Более часа длилась трапеза, затем Его Преосвященство спустился в зал. Я выступил вперед и смиренно, как и подобает моему званию, приветствовал его. Он кивнул, пронзив меня взглядом, и велел мне следовать в его покои.
– Что скажешь, Амброзий? Успокоилась ли теперь твоя мятежная душа? – спросил он сурово. – Снизошла ли на тебя Божья благодать? Выдержал ли ты испытание?
Я стоял потупившись, опустив голову, и отвечал смиренно:
– Ваше Преосвященство, Господь во благости своей даровал мне знание…
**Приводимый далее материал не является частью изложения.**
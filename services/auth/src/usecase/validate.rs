use crate::error::AuthServiceError;

pub const MIN_PASSWORD_LENGTH: usize = 6;
/// bcrypt only looks at the first 72 bytes of its input.
pub const MAX_PASSWORD_BYTES: usize = 72;

/// Trim and lowercase an email, rejecting anything without a local part and domain.
pub fn normalize_email(raw: &str) -> Result<String, AuthServiceError> {
    let email = raw.trim().to_lowercase();
    if email.is_empty() {
        return Err(AuthServiceError::MissingData("email"));
    }
    match email.split_once('@') {
        Some((local, domain)) if !local.is_empty() && !domain.is_empty() => Ok(email),
        _ => Err(AuthServiceError::InvalidEmail),
    }
}

pub fn check_password(password: &str) -> Result<(), AuthServiceError> {
    if password.is_empty() {
        return Err(AuthServiceError::MissingData("password"));
    }
    if password.chars().count() < MIN_PASSWORD_LENGTH {
        return Err(AuthServiceError::PasswordTooShort(MIN_PASSWORD_LENGTH));
    }
    if password.len() > MAX_PASSWORD_BYTES {
        return Err(AuthServiceError::PasswordTooLong(MAX_PASSWORD_BYTES));
    }
    Ok(())
}

/// Trimmed value of a required text field.
pub fn required(field: &'static str, value: &str) -> Result<String, AuthServiceError> {
    let value = value.trim();
    if value.is_empty() {
        return Err(AuthServiceError::MissingData(field));
    }
    Ok(value.to_owned())
}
– Знание чего? – перебил меня настоятель. – Своей вины?
Я подтвердил это.
– Слава Богу! – воскликнул святой отец. – Я знал, что испытания закалят твою душу и вернут ее на путь истинный. У меня есть для тебя хорошие вести. Я написал о тебе Его Преосвященству архиепископу Зальцбурга. Он призывает тебя в свой дворец. Там ты примешь постриг, и он дарует тебе сан священника. Ты останешься в Зальцбурге. Приготовься. Через три дня ты отправишься в путь.
Произнеся эти слова, Его Преосвященство снова пристально посмотрел мне в глаза, словно стараясь проникнуть в самое мое сердце, но я выдержал взгляд и не позволил ему сделать это. Я испросил его благословения, преклонил колени и покинул его. Так вот, значит, почему я очутился здесь! Я должен уйти навсегда. Я должен отринуть самый смысл своей жизни – отказаться от Бенедикты, от защиты ее и заботы о ней, от спасения ее души! Да поможет Господь ей и мне!